### DIRECTIONS:
Repeat the records below word for word.

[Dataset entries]
+++

//! One-shot ADC initialisation and raw channel reads.
//!
//! The ADC is configured through raw ESP-IDF oneshot calls; GPIO and LEDC
//! are owned by `esp-idf-hal` drivers constructed in `main()`.  On host
//! targets the channels read from injectable atomics.

#[cfg(target_os = "espidf")]
use esp_idf_svc::sys::*;
#[cfg(target_os = "espidf")]
use log::info;

#[cfg(not(target_os = "espidf"))]
use core::sync::atomic::{AtomicU16, Ordering};

use crate::error::{Error, SensorError};
#[cfg(target_os = "espidf")]
use crate::pins::{TEMP_ADC_CHANNEL, VOLTAGE_ADC_CHANNEL};

// ── ADC (oneshot) ─────────────────────────────────────────────

#[cfg(target_os = "espidf")]
static mut ADC1_HANDLE: adc_oneshot_unit_handle_t = core::ptr::null_mut();

/// SAFETY: Must be called only from the single-threaded init path or the
/// main-loop ADC read path.  `init_adc()` completes before the loop starts.
#[cfg(target_os = "espidf")]
unsafe fn adc1_handle() -> adc_oneshot_unit_handle_t {
    unsafe { ADC1_HANDLE }
}

#[cfg(target_os = "espidf")]
pub fn init_adc() -> Result<(), Error> {
    let init_cfg = adc_oneshot_unit_init_cfg_t {
        unit_id: adc_unit_t_ADC_UNIT_1,
        ulp_mode: adc_ulp_mode_t_ADC_ULP_MODE_DISABLE,
        ..Default::default()
    };
    // SAFETY: ADC1_HANDLE is only written here, once at boot.
    let ret = unsafe { adc_oneshot_new_unit(&init_cfg, &raw mut ADC1_HANDLE) };
    if ret != ESP_OK as i32 {
        return Err(Error::Init("ADC1 unit"));
    }

    // 12 dB attenuation covers the full 0 – 3.3 V range.
    let chan_cfg = adc_oneshot_chan_cfg_t {
        atten: adc_atten_t_ADC_ATTEN_DB_12,
        bitwidth: adc_bitwidth_t_ADC_BITWIDTH_12,
    };

    for channel in [TEMP_ADC_CHANNEL, VOLTAGE_ADC_CHANNEL] {
        let ret = unsafe { adc_oneshot_config_channel(adc1_handle(), channel, &chan_cfg) };
        if ret != ESP_OK as i32 {
            return Err(Error::Init("ADC1 channel"));
        }
    }

    info!("hw_init: ADC1 configured (CH0=temp, CH1=voltage)");
    Ok(())
}

#[cfg(not(target_os = "espidf"))]
pub fn init_adc() -> Result<(), Error> {
    log::info!("hw_init(sim): ADC init skipped");
    Ok(())
}

#[cfg(target_os = "espidf")]
pub fn adc1_read(channel: u32) -> Result<u16, SensorError> {
    let mut raw: i32 = 0;
    // SAFETY: adc1_handle() contract: single-threaded main-loop access only.
    let ret = unsafe { adc_oneshot_read(adc1_handle(), channel, &mut raw) };
    if ret != ESP_OK as i32 {
        return Err(SensorError::AdcReadFailed);
    }
    Ok(raw.max(0) as u16)
}

// ── Host simulation ───────────────────────────────────────────

#[cfg(not(target_os = "espidf"))]
static SIM_ADC: [AtomicU16; 2] = [AtomicU16::new(0), AtomicU16::new(0)];

/// Inject a raw sample for a simulated channel.
#[cfg(not(target_os = "espidf"))]
pub fn sim_set_adc(channel: u32, raw: u16) {
    if let Some(slot) = SIM_ADC.get(channel as usize) {
        slot.store(raw, Ordering::Relaxed);
    }
}

#[cfg(not(target_os = "espidf"))]
pub fn adc1_read(channel: u32) -> Result<u16, SensorError> {
    SIM_ADC
        .get(channel as usize)
        .map(|slot| slot.load(Ordering::Relaxed))
        .ok_or(SensorError::AdcReadFailed)
}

+++

### WRITTEN ANSWER:
//! One-shot ADC initialisation and raw channel reads.
//!
//! The ADC is configured through raw ESP-IDF oneshot calls; GPIO and LEDC
//! are owned by `esp-idf-hal` drivers constructed in `main()`.  On host
//! targets the channels read from injectable atomics.

#[cfg(target_os = "espidf")]
use esp_idf_svc::sys::*;
#[cfg(target_os = "espidf")]
use log::info;

#[cfg(not(target_os = "espidf"))]
use core::sync::atomic::{AtomicU16, Ordering};

use crate::error::{Error, SensorError};
#[cfg(target_os = "espidf")]
use crate::pins::{TEMP_ADC_CHANNEL, VOLTAGE_ADC_CHANNEL};

// ── ADC (oneshot) ─────────────────────────────────────────────

#[cfg(target_os = "espidf")]
static mut ADC1_HANDLE: adc_oneshot_unit_handle_t = core::ptr::null_mut();

/// SAFETY: Must be called only from the single-threaded init path or the
/// main-loop ADC read path.  `init_adc()` completes before the loop starts.
#[cfg(target_os = "espidf")]
unsafe fn adc1_handle() -> adc_oneshot_unit_handle_t {
    unsafe { ADC1_HANDLE }
}

#[cfg(target_os = "espidf")]
pub fn init_adc() -> Result<(), Error> {
    let init_cfg = adc_oneshot_unit_init_cfg_t {
        unit_id: adc_unit_t_ADC_UNIT_1,
        ulp_mode: adc_ulp_mode_t_ADC_ULP_MODE_DISABLE,
        ..Default::default()
    };
    // SAFETY: ADC1_HANDLE is only written here, once at boot.
    let ret = unsafe { adc_oneshot_new_unit(&init_cfg, &raw mut ADC1_HANDLE) };
    if ret != ESP_OK as i32 {
        return Err(Error::Init("ADC1 unit"));
    }

    // 12 dB attenuation covers the full 0 – 3.3 V range.
    let chan_cfg = adc_oneshot_chan_cfg_t {
        atten: adc_atten_t_ADC_ATTEN_DB_12,
        bitwidth: adc_bitwidth_t_ADC_BITWIDTH_12,
    };

    for channel in [TEMP_ADC_CHANNEL, VOLTAGE_ADC_CHANNEL] {
        let ret = unsafe { adc_oneshot_config_channel(adc1_handle(), channel, &chan_cfg) };
        if ret != ESP_OK as i32 {
            return Err(Error::Init("ADC1 channel"));
        }
    }

    info!("hw_init: ADC1 configured (CH0=temp, CH1=voltage)");
    Ok(())
}

#[cfg(not(target_os = "espidf"))]
pub fn init_adc() -> Result<(), Error> {
    log::info!("hw_init(sim): ADC init skipped");
    Ok(())
}

#[cfg(target_os = "espidf")]
pub fn adc1_read(channel: u32) -> Result<u16, SensorError> {
    let mut raw: i32 = 0;
    // SAFETY: adc1_handle() contract: single-threaded main-loop access only.
    let ret = unsafe { adc_oneshot_read(adc1_handle(), channel, &mut raw) };
    if ret != ESP_OK as i32 {
        return Err(SensorError::AdcReadFailed);
    }
    Ok(raw.max(0) as u16)
}

// ── Host simulation ───────────────────────────────────────────

#[cfg(not(target_os = "espidf"))]
static SIM_ADC: [AtomicU16; 2] = [AtomicU16::new(0), AtomicU16::new(0)];

/// Inject a raw sample for a simulated channel.
#[cfg(not(target_os = "espidf"))]
pub fn sim_set_adc(channel: u32, raw: u16) {
    if let Some(slot) = SIM_ADC.get(channel as usize) {
        slot.store(raw, Ordering::Relaxed);
    }
}

#[cfg(not(target_os = "espidf"))]
pub fn adc1_read(channel: u32) -> Result<u16, SensorError> {
    SIM_ADC
        .get(channel as usize)
        .map(|slot| slot.load(Ordering::Relaxed))
        .ok_or(SensorError::AdcReadFailed)
}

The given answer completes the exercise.